Question de Jacques Barbaut en 1999 à propos de ce travail qui ne rentre pas dans un rayon de bibliothèque :
« Est-ce que vous considérez que le Grand Graphe constitue le noyau dont tout procède dans votre écriture, en amont et en aval ? »
Réponse :
« Ah oui ! [bondissant] Oui, on pourrait dire ça : je ‘débloquais’ complètement, enfin ! Dans les années 60 j’avais composé quelques livres brefs, dont la moindre des phrases était due à une écriture automatique ; ensuite, les mots étaient retravaillés à l’extrême et surtout montés à l’extrême. J’ai fait trois livres brefs, Absolument, jac Regrouper et Information, les trois ont été publiés récemment. Pendant leur écriture, de 1960 à 1970, le blocage a dominé. Dans le Graphe, j’ai vraiment allongé mon geste, je n’ai pas retravaillé la syntaxe finale, c’est-à-dire que la composition d’ensemble était due à la production d’espaces, car l’écriture produisait une page blanche : quand mon écriture avait occupé un espace, j’avais tout autour un nouvel espace à maculer, à marquer. Il y avait là un allongement considérable. […] Et cet allongement s’est véritablement matérialisé dans les deux livres suivants : Autobiogre d’A.M. 75 en 75 et Phanées les nuées en 76-77, que j’ai travaillé jusqu’en 80. […] Une de mes principales difficultés pour Phanées les nuées, qui était aussi écrit d’un trait mais ‘repris’, c’était la parenthèse. Dans le Graphe, je l’avais déportée dans la marge du texte — et, proliférant, cette marge avait fait le Graphe de 12 m2. »
Soit l’idée que la forme se cherche dans un processus de travail et non dans une histoire (de genres, de formes et de formats de pensée) constituée en dehors de toute relation de nécessité avec le lieu, le temps, le contexte et les conditions historiques dans lesquels elle pense (naïvement) s’inscrire – transhistorique donc et consignée par des conditions de réception animées par la croyance et la volonté de ne pas savoir 1. qu’« À de grands intervalles dans l’histoire, se transforme en même temps que leur mode d’existence le mode de perception des sociétés humaines. La façon dont le mode de perception s’élabore (le médium dans lequel elle s’accomplit) n’est pas seulement déterminé par la nature humaine, mais par les circonstances historiques. »[1] et 2. que parallèlement à l’histoire des propositions littéraires et artistiques qui ne remettent rien en cause enseignée dans les manuels scolaires et les unités de valeurs universitaires, il y a (eu) une autre histoire, une histoire majeure que la volonté de ne pas savoir qui constitue le fondement et le cadre de l’écriture de l’histoire littéraire de divertissement de tout ce qui a pu constituer un enjeu depuis l’invention de l’espace poétique et artistique moderne s’acharne à nier.

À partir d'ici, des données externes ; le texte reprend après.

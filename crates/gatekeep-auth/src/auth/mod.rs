//! Credential lifecycle for gateway-backed users.
//!
//! This module provides:
//! - User directory with argon2id password hashes
//! - Access tokens signed with gateway-held secrets
//! - Per-identity serialization of credential rotation
//! - The orchestrator tying the directory and the gateway together

mod config;
mod locks;
mod orchestrator;
mod token;
mod users;

pub use config::{AuthConfig, AuthConfigBuilder};
pub use locks::{IdentityGuard, IdentityLocks};
pub use orchestrator::{
    ApiKeyOutcome, CredentialOrchestrator, LOGOUT_MESSAGE, LoginOutcome, LogoutOutcome,
    SignupOutcome, TOKEN_TYPE,
};
pub use token::{Claims, IssuedToken, TokenIssuer};
pub use users::{DirectoryError, UserDirectory, UserRecord, UserRole, UserStore};

use gatekeep_core::ValidationError;
use gatekeep_kong::GatewayError;
use thiserror::Error;

/// Authentication errors.
#[derive(Debug, Error)]
pub enum AuthError {
    /// Input failed validation, or credentials did not match.
    #[error(transparent)]
    Validation(#[from] ValidationError),

    /// Identity already registered.
    #[error("User already exists")]
    Conflict(String),

    /// Identity not registered.
    #[error("User not found")]
    NotFound(String),

    /// Local directory write or read failed.
    #[error("Failed to persist user: {0}")]
    Persistence(String),

    /// Gateway call failed.
    #[error(transparent)]
    Gateway(#[from] GatewayError),

    /// Token signing or verification failed.
    #[error("Token error: {0}")]
    Token(String),

    /// Password hashing failed or a stored hash is unreadable.
    #[error("Password hashing error: {0}")]
    Hashing(String),
}

impl AuthError {
    /// Whether retrying the same request might succeed.
    #[must_use]
    pub const fn is_retryable(&self) -> bool {
        matches!(self, Self::Persistence(_) | Self::Gateway(_))
    }
}

impl From<DirectoryError> for AuthError {
    fn from(err: DirectoryError) -> Self {
        match err {
            DirectoryError::Exists(identity) => Self::Conflict(identity),
            DirectoryError::Storage(msg) => Self::Persistence(msg),
        }
    }
}
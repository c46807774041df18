//! Orchestrator configuration.

use std::time::Duration;

use gatekeep_core::Config;
use serde::{Deserialize, Serialize};

use super::users::UserRole;

/// Default token lifetime in seconds.
const DEFAULT_TOKEN_LIFETIME_SECS: u64 = 86_400;
/// Default settle timeout in milliseconds.
const DEFAULT_SETTLE_TIMEOUT_MS: u64 = 2_000;
/// Default settle poll interval in milliseconds.
const DEFAULT_SETTLE_INTERVAL_MS: u64 = 100;

/// Orchestrator configuration.
#[derive(Debug, Clone, Serialize, Deserialize)]
pub struct AuthConfig {
    /// Access token lifetime in seconds.
    #[serde(default = "default_token_lifetime")]
    pub token_lifetime_secs: u64,

    /// Audience claim. `None` omits `aud`.
    #[serde(default)]
    pub audience: Option<String>,

    /// Role assigned at signup.
    #[serde(default = "default_signup_role")]
    pub signup_role: UserRole,

    /// Upper bound on waiting for teardown to be visible, in milliseconds.
    #[serde(default = "default_settle_timeout")]
    pub settle_timeout_ms: u64,

    /// Delay between consumer absence probes, in milliseconds.
    #[serde(default = "default_settle_interval")]
    pub settle_poll_interval_ms: u64,
}

const fn default_token_lifetime() -> u64 {
    DEFAULT_TOKEN_LIFETIME_SECS
}

const fn default_signup_role() -> UserRole {
    UserRole::User
}

const fn default_settle_timeout() -> u64 {
    DEFAULT_SETTLE_TIMEOUT_MS
}

const fn default_settle_interval() -> u64 {
    DEFAULT_SETTLE_INTERVAL_MS
}

impl Default for AuthConfig {
    fn default() -> Self {
        Self {
            token_lifetime_secs: default_token_lifetime(),
            audience: None,
            signup_role: default_signup_role(),
            settle_timeout_ms: default_settle_timeout(),
            settle_poll_interval_ms: default_settle_interval(),
        }
    }
}

impl From<&Config> for AuthConfig {
    fn from(config: &Config) -> Self {
        Self {
            token_lifetime_secs: config.token.lifetime_secs,
            audience: config.token.audience().map(str::to_string),
            signup_role: default_signup_role(),
            settle_timeout_ms: config.rotation.settle_timeout_ms,
            settle_poll_interval_ms: config.rotation.settle_poll_interval_ms,
        }
    }
}

impl AuthConfig {
    /// Create a new auth config builder.
    #[must_use]
    pub fn builder() -> AuthConfigBuilder {
        AuthConfigBuilder::default()
    }

    /// Token lifetime as Duration.
    #[must_use]
    pub const fn token_lifetime(&self) -> Duration {
        Duration::from_secs(self.token_lifetime_secs)
    }

    /// Settle timeout as Duration.
    #[must_use]
    pub const fn settle_timeout(&self) -> Duration {
        Duration::from_millis(self.settle_timeout_ms)
    }

    /// Settle poll interval as Duration.
    #[must_use]
    pub const fn settle_poll_interval(&self) -> Duration {
        Duration::from_millis(self.settle_poll_interval_ms)
    }
}

/// Builder for `AuthConfig`.
#[derive(Debug, Default)]
pub struct AuthConfigBuilder {
    config: AuthConfig,
}

impl AuthConfigBuilder {
    /// Set token lifetime in seconds.
    #[must_use]
    pub const fn token_lifetime_secs(mut self, secs: u64) -> Self {
        self.config.token_lifetime_secs = secs;
        self
    }

    /// Set the audience claim. Empty strings clear it.
    #[must_use]
    pub fn audience(mut self, audience: impl Into<String>) -> Self {
        let audience = audience.into();
        self.config.audience = (!audience.is_empty()).then_some(audience);
        self
    }

    /// Set the role assigned at signup.
    #[must_use]
    pub const fn signup_role(mut self, role: UserRole) -> Self {
        self.config.signup_role = role;
        self
    }

    /// Set settle timeout in milliseconds.
    #[must_use]
    pub const fn settle_timeout_ms(mut self, ms: u64) -> Self {
        self.config.settle_timeout_ms = ms;
        self
    }

    /// Set settle poll interval in milliseconds.
    #[must_use]
    pub const fn settle_poll_interval_ms(mut self, ms: u64) -> Self {
        self.config.settle_poll_interval_ms = ms;
        self
    }

    /// Build the config.
    #[must_use]
    pub fn build(self) -> AuthConfig {
        self.config
    }
}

Nécessité : Fin des années 60 du siècle précédent. Si l’industrie culturelle, la technique et la culture du spectacle participent activement au détachement du « Je » de l’Histoire (le divertissement), le formalisme esthétique combattant le spécifique au nom de la nécessité d’imaginer une subjectivité échappant à tous les déterminismes (sociaux, culturels, politiques, religieux) – qui dans sa visée suprême et ses propositions les plus radicales produirait l’affirmation d’une abstraction universaliste et transhistorique a également rêvé d’une subjectivité coupée de l’Histoire (certes éclairée par la seule expérience esthétique, mais bon coupée quand même…). Le travail d’une reconnection (non aliénée) à l’Histoire comme enjeu. Le retour à une écriture non conscientisée, à une croyance dans le réalisme de celle-ci, à une relation évidente entre la représentation et le représenté, entre la phrase et son objet comme risque. Le retour à une croyance dans la capacité des genres et des formes pensés pour (dans) une époque, des problématiques, des visées révolues (le réactionnariat) comme doxa assez pénible. Le projet Lucot comme possible.
« Un livre qui ‘tienne debout par le style’ ? (Tiennent, se tiennent les maisons…) Qui batte au rythme de la syntaxe du monde : paliers, clins de conscience » donc. Je sais depuis cette phrase qu’on n’imprime pas un style sur le monde et un rythme au monde, mais qu’au mieux on se sert des figures de style, des rythmes, des modes de production de sens disponibles dans la culture de celui-ci pour opérer au cœur des systèmes de pensée, des représentions qui lui sont inhérents, qui le constituent. D’ailleurs, que nous apporte l’impression (une impression de plus) de la patte de l’auteur sur la page et sur le monde si cette patte ne nous donne rien d’autre à lire que son apparition ? Quel usage peut-on faire d’une visée aussi pleine d’elle-même et pauvre de ce qui n’est pas elle ? Aucun, ou alors, nous sommes dans une logique d’ameublement (du vide ou des salons).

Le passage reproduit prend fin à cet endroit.